**Requirement**. How does the data below read from its first line through the line containing "pub const DASHBOARD_PREFIX: &str"? Print those lines exactly.

• • • •

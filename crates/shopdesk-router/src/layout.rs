//! Layout selection by path.

use std::fmt;

use serde::Serialize;

/// Prefix that switches the shell to the dashboard layout.
pub const DASHBOARD_PREFIX: &str = "/dashboard";

/// Page shell wrapping the routed view.
#[derive(Debug, Clone, Copy, PartialEq, Eq, Hash, Serialize)]
#[serde(rename_all = "snake_case")]
pub enum Layout {
    /// Public storefront shell.
    Landing,
    /// Admin shell.
    Dashboard,
}

impl Layout {
    /// Pick the layout for `path`.
    ///
    /// This is a plain prefix test on the raw path, so `/dashboard-old` is
    /// also a dashboard path.
    pub fn for_path(path: &str) -> Self {
        if path.starts_with(DASHBOARD_PREFIX) {
            Layout::Dashboard
        } else {
            Layout::Landing
        }
    }

    pub fn is_dashboard(self) -> bool {
        self == Layout::Dashboard
    }

    pub fn is_landing(self) -> bool {
        self == Layout::Landing
    }

    pub fn as_str(self) -> &'static str {
        match self {
            Layout::Landing => "landing",
            Layout::Dashboard => "dashboard",
        }
    }
}

impl fmt::Display for Layout {
    fn fmt(&self, f: &mut fmt::Formatter<'_>) -> fmt::Result {
        f.write_str(self.as_str())
    }
}
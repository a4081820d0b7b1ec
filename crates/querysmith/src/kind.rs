//! Statement classification and per-kind clause grammar.

use std::fmt;

use crate::scan::keyword_at;

/// The kind of a statement, decided once from its leading keyword.
#[derive(Debug, Clone, Copy, PartialEq, Eq, Hash)]
pub enum StatementKind {
    /// `SELECT ...`
    Select,
    /// `SELECT DISTINCT ...`
    SelectDistinct,
    /// `INSERT ...`
    Insert,
    /// `UPDATE ...`
    Update,
    /// `DELETE ...`
    Delete,
    /// `TRUNCATE [TABLE] ...`
    Truncate,
    /// Anything else; rendered verbatim, rejects every clause operation.
    Unrecognized,
}

/// A named clause of a statement.
#[derive(Debug, Clone, Copy, PartialEq, Eq, Hash)]
pub enum Clause {
    /// Statement modifiers such as `IGNORE` or `LOW_PRIORITY`.
    Modifiers,
    /// Column list (Select), target list (Delete) or insert column list.
    Columns,
    /// Source table reference, without joins.
    From,
    /// Join chain following the source/target table.
    Joins,
    /// `WHERE` predicate.
    Where,
    /// `GROUP BY` list.
    GroupBy,
    /// `HAVING` predicate.
    Having,
    /// `ORDER BY` list.
    OrderBy,
    /// `LIMIT` count and optional `OFFSET`.
    Limit,
    /// Insert target table.
    Into,
    /// Insert `VALUES` rows.
    Values,
    /// Assignment list.
    Set,
    /// Embedded `SELECT` feeding an insert.
    Subquery,
    /// `ON DUPLICATE KEY UPDATE` assignment list.
    OnDuplicateKeyUpdate,
    /// Update/Truncate target table.
    Table,
}

impl Clause {
    /// Lower-case clause name, as used in diagnostics.
    pub fn name(self) -> &'static str {
        match self {
            Clause::Modifiers => "modifiers",
            Clause::Columns => "columns",
            Clause::From => "from",
            Clause::Joins => "joins",
            Clause::Where => "where",
            Clause::GroupBy => "group by",
            Clause::Having => "having",
            Clause::OrderBy => "order by",
            Clause::Limit => "limit",
            Clause::Into => "into",
            Clause::Values => "values",
            Clause::Set => "set",
            Clause::Subquery => "subquery",
            Clause::OnDuplicateKeyUpdate => "on duplicate key update",
            Clause::Table => "table",
        }
    }
}

impl fmt::Display for Clause {
    fn fmt(&self, f: &mut fmt::Formatter<'_>) -> fmt::Result {
        f.write_str(self.name())
    }
}

const SELECT_CLAUSES: &[Clause] = &[
    Clause::Columns,
    Clause::From,
    Clause::Joins,
    Clause::Where,
    Clause::GroupBy,
    Clause::Having,
    Clause::OrderBy,
    Clause::Limit,
];

const INSERT_CLAUSES: &[Clause] = &[
    Clause::Modifiers,
    Clause::Into,
    Clause::Columns,
    Clause::Values,
    Clause::Set,
    Clause::Subquery,
    Clause::OnDuplicateKeyUpdate,
];

const UPDATE_CLAUSES: &[Clause] = &[
    Clause::Modifiers,
    Clause::Table,
    Clause::Joins,
    Clause::Set,
    Clause::Where,
    Clause::OrderBy,
    Clause::Limit,
];

const DELETE_CLAUSES: &[Clause] = &[
    Clause::Modifiers,
    Clause::Columns,
    Clause::From,
    Clause::Joins,
    Clause::Where,
    Clause::OrderBy,
    Clause::Limit,
];

const TRUNCATE_CLAUSES: &[Clause] = &[Clause::Table];

impl StatementKind {
    /// Classify a statement from its first significant keyword(s).
    pub fn classify(sql: &str) -> Self {
        let text = sql.trim_start();
        let offset = sql.len() - text.len();
        let keyword = |kw: &str| keyword_at(sql, offset, kw).is_some();

        if keyword("SELECT") {
            if keyword("SELECT DISTINCT") {
                StatementKind::SelectDistinct
            } else {
                StatementKind::Select
            }
        } else if keyword("INSERT") {
            StatementKind::Insert
        } else if keyword("UPDATE") {
            StatementKind::Update
        } else if keyword("DELETE") {
            StatementKind::Delete
        } else if keyword("TRUNCATE") {
            StatementKind::Truncate
        } else {
            StatementKind::Unrecognized
        }
    }

    /// Legal clauses for this kind, in canonical render order.
    pub fn clauses(self) -> &'static [Clause] {
        match self {
            StatementKind::Select | StatementKind::SelectDistinct => SELECT_CLAUSES,
            StatementKind::Insert => INSERT_CLAUSES,
            StatementKind::Update => UPDATE_CLAUSES,
            StatementKind::Delete => DELETE_CLAUSES,
            StatementKind::Truncate => TRUNCATE_CLAUSES,
            StatementKind::Unrecognized => &[],
        }
    }

    /// Whether `clause` is part of this kind's grammar.
    pub fn allows(self, clause: Clause) -> bool {
        self.clauses().contains(&clause)
    }

    /// `true` for `Select` and `SelectDistinct`.
    pub fn is_select(self) -> bool {
        matches!(self, StatementKind::Select | StatementKind::SelectDistinct)
    }

    /// Leading verb, as rendered.
    pub fn verb(self) -> &'static str {
        match self {
            StatementKind::Select => "SELECT",
            StatementKind::SelectDistinct => "SELECT DISTINCT",
            StatementKind::Insert => "INSERT",
            StatementKind::Update => "UPDATE",
            StatementKind::Delete => "DELETE",
            StatementKind::Truncate => "TRUNCATE",
            StatementKind::Unrecognized => "",
        }
    }

    /// Upper-case name used in error messages.
    pub(crate) fn label(self) -> &'static str {
        match self {
            StatementKind::Select | StatementKind::SelectDistinct => "SELECT",
            StatementKind::Unrecognized => "unrecognized",
            other => other.verb(),
        }
    }
}
//! Placeholder substitution.
//!
//! Two placeholder styles are understood, both ignored inside string literals
//! and backticked identifiers:
//!
//! - `:name`, replaced from a name → value map; unknown names stay as written.
//! - `?`, filled positionally. A `%` glued to either side (`?%`, `%?`) turns
//!   the placeholder into a `LIKE` pattern: the wildcard joins the value inside
//!   the quoted literal.

use std::collections::{BTreeMap, HashMap};

use crate::error::{QueryError, QueryResult};
use crate::quote::{Value, quote_string, skip_backticked, skip_quoted};
use crate::scan::is_ident_byte;

/// Values for [`Statement::bind`](crate::Statement::bind).
#[derive(Debug, Clone, PartialEq)]
pub enum Bindings {
    /// `:name` → value. Keys may be given with or without the leading `:`.
    Named(BTreeMap<String, Value>),
    /// Values for `?` placeholders, in order.
    Positional(Vec<Value>),
}

impl Bindings {
    /// Named bindings from any `(name, value)` iterator.
    pub fn named<K, V>(items: impl IntoIterator<Item = (K, V)>) -> Self
    where
        K: Into<String>,
        V: Into<Value>,
    {
        Bindings::Named(
            items
                .into_iter()
                .map(|(k, v)| {
                    let key: String = k.into();
                    (key.trim_start_matches(':').to_string(), v.into())
                })
                .collect(),
        )
    }

    /// Positional bindings from any value iterator.
    pub fn positional<V: Into<Value>>(items: impl IntoIterator<Item = V>) -> Self {
        Bindings::Positional(items.into_iter().map(Into::into).collect())
    }

    /// A JSON object binds by name, a JSON array binds positionally.
    pub fn from_json(json: serde_json::Value) -> QueryResult<Self> {
        match json {
            serde_json::Value::Object(map) => {
                let values = map
                    .into_iter()
                    .map(|(k, v)| Ok((k, Value::try_from(v)?)))
                    .collect::<QueryResult<Vec<_>>>()?;
                Ok(Bindings::named(values))
            }
            serde_json::Value::Array(items) => items
                .into_iter()
                .map(Value::try_from)
                .collect::<QueryResult<Vec<_>>>()
                .map(Bindings::Positional),
            other => Err(QueryError::invalid_argument(format!(
                "bindings must be a JSON object or array, got {other}"
            ))),
        }
    }
}

impl<K: Into<String>, V: Into<Value>> From<Vec<(K, V)>> for Bindings {
    fn from(v: Vec<(K, V)>) -> Self {
        Bindings::named(v)
    }
}

impl<K: Into<String>, V: Into<Value>, const N: usize> From<[(K, V); N]> for Bindings {
    fn from(v: [(K, V); N]) -> Self {
        Bindings::named(v)
    }
}

impl<K: Into<String>, V: Into<Value>> From<BTreeMap<K, V>> for Bindings {
    fn from(v: BTreeMap<K, V>) -> Self {
        Bindings::named(v)
    }
}

impl<K: Into<String>, V: Into<Value>> From<HashMap<K, V>> for Bindings {
    fn from(v: HashMap<K, V>) -> Self {
        Bindings::named(v)
    }
}

impl From<Vec<Value>> for Bindings {
    fn from(v: Vec<Value>) -> Self {
        Bindings::Positional(v)
    }
}

fn is_name_byte(b: u8) -> bool {
    b.is_ascii_alphanumeric() || b == b'_'
}

/// Replace `:name` placeholders found in `values`.
pub(crate) fn bind_named(sql: &str, values: &BTreeMap<String, Value>) -> String {
    let bytes = sql.as_bytes();
    let mut out = String::with_capacity(sql.len() + 16);
    let mut pos = 0;
    let mut copied = 0;
    let mut bound = 0usize;

    while pos < bytes.len() {
        match bytes[pos] {
            b'\'' | b'"' => pos = skip_quoted(bytes, pos),
            b'`' => pos = skip_backticked(bytes, pos),
            b':' => {
                let prev = pos.checked_sub(1).map(|p| bytes[p]);
                // `::` casts and `a:b` are not placeholders.
                if prev.is_some_and(|b| b == b':' || is_ident_byte(b)) {
                    pos += 1;
                    continue;
                }
                let name_start = pos + 1;
                let mut name_end = name_start;
                while name_end < bytes.len() && is_name_byte(bytes[name_end]) {
                    name_end += 1;
                }
                if name_end == name_start {
                    pos += 1;
                    continue;
                }
                if let Some(value) = values.get(&sql[name_start..name_end]) {
                    out.push_str(&sql[copied..pos]);
                    value.write_sql(&mut out);
                    copied = name_end;
                    bound += 1;
                }
                pos = name_end;
            }
            _ => pos += 1,
        }
    }
    out.push_str(&sql[copied..]);

    #[cfg(feature = "tracing")]
    tracing::trace!(target: "querysmith", bound, "bound named placeholders");
    #[cfg(not(feature = "tracing"))]
    let _ = bound;

    out
}

/// Fill `?` placeholders in order.
///
/// Returns the substituted text and the number of placeholders seen.
/// Placeholders beyond the supplied values are left untouched; surplus values
/// are ignored.
pub(crate) fn substitute_positional(sql: &str, values: &[Value]) -> (String, usize) {
    let bytes = sql.as_bytes();
    let mut out = String::with_capacity(sql.len() + values.len() * 8);
    let mut pos = 0;
    let mut copied = 0;
    let mut seen = 0;

    while pos < bytes.len() {
        match bytes[pos] {
            b'\'' | b'"' => pos = skip_quoted(bytes, pos),
            b'`' => pos = skip_backticked(bytes, pos),
            b'?' => {
                let index = seen;
                seen += 1;
                let Some(value) = values.get(index) else {
                    pos += 1;
                    continue;
                };
                let lead = pos > copied && bytes[pos - 1] == b'%';
                let trail = bytes.get(pos + 1) == Some(&b'%');
                let start = if lead { pos - 1 } else { pos };
                let end = if trail { pos + 2 } else { pos + 1 };

                out.push_str(&sql[copied..start]);
                if lead || trail {
                    let mut pattern = String::new();
                    if lead {
                        pattern.push('%');
                    }
                    pattern.push_str(&value.plain_text());
                    if trail {
                        pattern.push('%');
                    }
                    out.push_str(&quote_string(&pattern));
                } else {
                    value.write_sql(&mut out);
                }
                copied = end;
                pos = end;
            }
            _ => pos += 1,
        }
    }
    out.push_str(&sql[copied..]);
    (out, seen)
}

/// Number of `?` placeholders outside literals.
pub(crate) fn count_positional(sql: &str) -> usize {
    substitute_positional(sql, &[]).1
}
//! # querysmith
//!
//! Inspect and rewrite hand-written MySQL statements without building an AST.
//!
//! ## Features
//!
//! - **Clause-level model**: a statement is classified once and cut into
//!   clause spans; untouched clauses render exactly as written
//! - **Surgical edits**: add columns, tables, joins, predicates, ordering,
//!   limits, assignments and rows with Append / Prepend / Replace semantics
//! - **Safe injection**: identifiers are backtick-quoted and values are
//!   quoted by type before they reach the statement text
//! - **Subqueries**: locate nested `SELECT`s and work on them as statements
//! - **Binding**: substitute `:name` or `?` placeholders at render time
//! - **Named queries**: resolve canonical statements through a pluggable,
//!   process-wide resolver
//!
//! ## Example
//!
//! ```
//! use querysmith::{CombinationMode, Statement};
//!
//! let mut stmt = Statement::parse("SELECT id, description FROM `test` WHERE id > 10")?;
//! stmt.column("abc")?
//!     .where_bind("xyz = ? OR abc = ?", [10, 20])?
//!     .left_join("abc", Some("test.id = abc.idTest"))?
//!     .limit((50, 30))?;
//!
//! assert_eq!(
//!     stmt.to_string(),
//!     "SELECT id, description, `abc` FROM `test` \
//!      LEFT JOIN `abc` ON `test`.`id` = `abc`.`idTest` \
//!      WHERE (id > 10) AND (`xyz` = 10 OR `abc` = 20) LIMIT 50 OFFSET 30"
//! );
//!
//! stmt.where_with("status", 1, CombinationMode::Replace)?;
//! assert_eq!(stmt.clause(querysmith::Clause::Where).unwrap().as_str(), "`status` = 1");
//! # Ok::<(), querysmith::QueryError>(())
//! ```

pub mod bind;
pub mod clause;
pub mod error;
pub mod kind;
pub mod named;
pub mod quote;
pub mod statement;
pub mod subquery;

mod scan;
mod split;

pub use bind::Bindings;
pub use clause::{ClauseSpan, CombinationMode, Direction};
pub use error::{QueryError, QueryResult};
pub use kind::{Clause, StatementKind};
pub use named::{NamedQueries, Resolver};
pub use quote::{Value, quote_column, quote_identifier, quote_identifiers, quote_string, quote_table};
pub use statement::{
    Assignments, Criteria, DuplicateKeyUpdate, JoinKind, LimitInput, Names, Pairs, Params, Row,
    Statement,
};
pub use subquery::SubqueryRef;

/// Parse `sql` into a [`Statement`].
pub fn parse(sql: &str) -> QueryResult<Statement> {
    Statement::parse(sql)
}
use querysmith::{Bindings, Statement, Value};

#[test]
fn named_placeholders_in_select() {
    let q = Statement::parse(r#"SELECT * FROM mytable WHERE name=:name AND age=:age AND status="A""#)
        .unwrap();
    assert_eq!(
        q.bind(vec![("name", Value::from("Name to put")), ("age", Value::from(12))]),
        r#"SELECT * FROM mytable WHERE name="Name to put" AND age=12 AND status="A""#
    );
}

#[test]
fn named_placeholders_in_update() {
    let q = Statement::parse(r#"UPDATE `test` SET description="abc", type_id=:type_id WHERE xyz=:xyz"#)
        .unwrap();
    assert_eq!(
        q.bind(vec![("type_id", Value::from("type")), ("xyz", Value::from(12))]),
        r#"UPDATE `test` SET description="abc", type_id="type" WHERE xyz=12"#
    );
}

#[test]
fn named_placeholders_in_delete() {
    let q = Statement::parse("DELETE FROM `test` WHERE (id >:id) AND (`status` =:status)").unwrap();
    assert_eq!(
        q.bind(vec![("id", Value::from(12)), ("status", Value::from("status_given"))]),
        r#"DELETE FROM `test` WHERE (id >12) AND (`status` ="status_given")"#
    );
}

#[test]
fn named_keys_may_carry_the_colon() {
    let q = Statement::parse("SELECT * FROM t WHERE a = :a AND b = :b").unwrap();
    assert_eq!(
        q.bind([(":a", 1), ("b", 2)]),
        "SELECT * FROM t WHERE a = 1 AND b = 2"
    );
}

#[test]
fn unknown_names_and_literals_stay() {
    let q = Statement::parse("SELECT * FROM t WHERE a = :a AND b = ':a' AND c = :missing").unwrap();
    assert_eq!(
        q.bind([("a", "x")]),
        r#"SELECT * FROM t WHERE a = "x" AND b = ':a' AND c = :missing"#
    );
}

#[test]
fn positional_placeholders_fill_in_order() {
    let q = Statement::parse("SELECT * FROM mytable WHERE name=? AND id = ?").unwrap();
    assert_eq!(
        q.bind(Bindings::positional(["aaaa", "bbbb", "cccc"])),
        r#"SELECT * FROM mytable WHERE name="aaaa" AND id = "bbbb""#
    );
    assert_eq!(
        q.bind(vec![Value::from("aaaa")]),
        r#"SELECT * FROM mytable WHERE name="aaaa" AND id = ?"#
    );
}

#[test]
fn bind_does_not_modify_the_statement() {
    let q = Statement::parse("SELECT * FROM t WHERE a = ?").unwrap();
    let bound = q.bind(vec![Value::Null]);
    assert_eq!(bound, "SELECT * FROM t WHERE a = NULL");
    assert_eq!(q.to_string(), "SELECT * FROM t WHERE a = ?");
}

#[test]
fn string_values_are_escaped() {
    let q = Statement::parse("SELECT * FROM t WHERE a = :a").unwrap();
    assert_eq!(
        q.bind([("a", "it\"s \\ here")]),
        r#"SELECT * FROM t WHERE a = "it\"s \\ here""#
    );
}

#[test]
fn json_bindings() {
    let q = Statement::parse("SELECT * FROM t WHERE a = :a AND b = :b").unwrap();
    let bindings = Bindings::from_json(serde_json::json!({ "a": 1, "b": null })).unwrap();
    assert_eq!(q.bind(bindings), "SELECT * FROM t WHERE a = 1 AND b = NULL");

    let q = Statement::parse("SELECT * FROM t WHERE a = ? AND b = ?").unwrap();
    let bindings = Bindings::from_json(serde_json::json!(["x", true])).unwrap();
    assert_eq!(q.bind(bindings), r#"SELECT * FROM t WHERE a = "x" AND b = TRUE"#);

    assert!(Bindings::from_json(serde_json::json!("scalar")).is_err());
    assert!(Bindings::from_json(serde_json::json!({ "a": [1, 2] })).is_err());
}
//! Basic usage example for querysmith
//!
//! Run with: cargo run --example basic -p querysmith

use querysmith::{Bindings, CombinationMode, Direction, NamedQueries, QueryError, Statement, Value};

fn main() -> Result<(), QueryError> {
    // Parse a hand-written statement
    let mut stmt = Statement::parse("SELECT id, title FROM posts WHERE published = 1")?;
    println!("kind:    {:?}", stmt.kind());
    println!("columns: {:?}", stmt.columns()?);

    // Narrow it down
    stmt.column("author_id")?
        .left_join("authors", Some("posts.author_id = authors.id"))?
        .where_bind("authors.name LIKE ?%", "Ann")?
        .order_by_dir("created_at", Direction::Descending)?
        .page(2, 20)?;
    println!("select:  {stmt}");

    // Swap the filter entirely
    stmt.where_with("id", vec![1, 2, 3], CombinationMode::Replace)?;
    println!("replace: {stmt}");

    // Insert with typed rows and an upsert tail
    let mut insert = Statement::parse("INSERT INTO tags (name, weight) VALUES ('rust', 10)")?;
    insert
        .values(vec![Value::from("sql"), Value::from(3)])?
        .on_duplicate_key_update(["weight"])?;
    println!("insert:  {insert}");

    // Placeholders are substituted at render time only
    let update = Statement::parse("UPDATE posts SET title = :title WHERE id = :id")?;
    println!(
        "bind:    {}",
        update.bind(Bindings::named([("title", Value::from("Hello")), ("id", Value::from(7))]))
    );

    // Nested selects
    let outer = Statement::parse("SELECT * FROM posts WHERE author_id IN (SELECT id FROM authors)")?;
    println!("sub #1:  {}", outer.subquery(1)?);

    // Named queries resolve through an application-supplied function
    NamedQueries::configure(|name| format!("SELECT * FROM {name}"));
    println!("named:   {}", Statement::named("drafts")?);
    NamedQueries::reset();

    Ok(())
}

• • • •

**Reply**.
filename crates/shopdesk-router/src/layout.rs
//! Layout selection by path.

use std::fmt;

use serde::Serialize;

/// Prefix that switches the shell to the dashboard layout.
pub const DASHBOARD_PREFIX: &str = "/dashboard";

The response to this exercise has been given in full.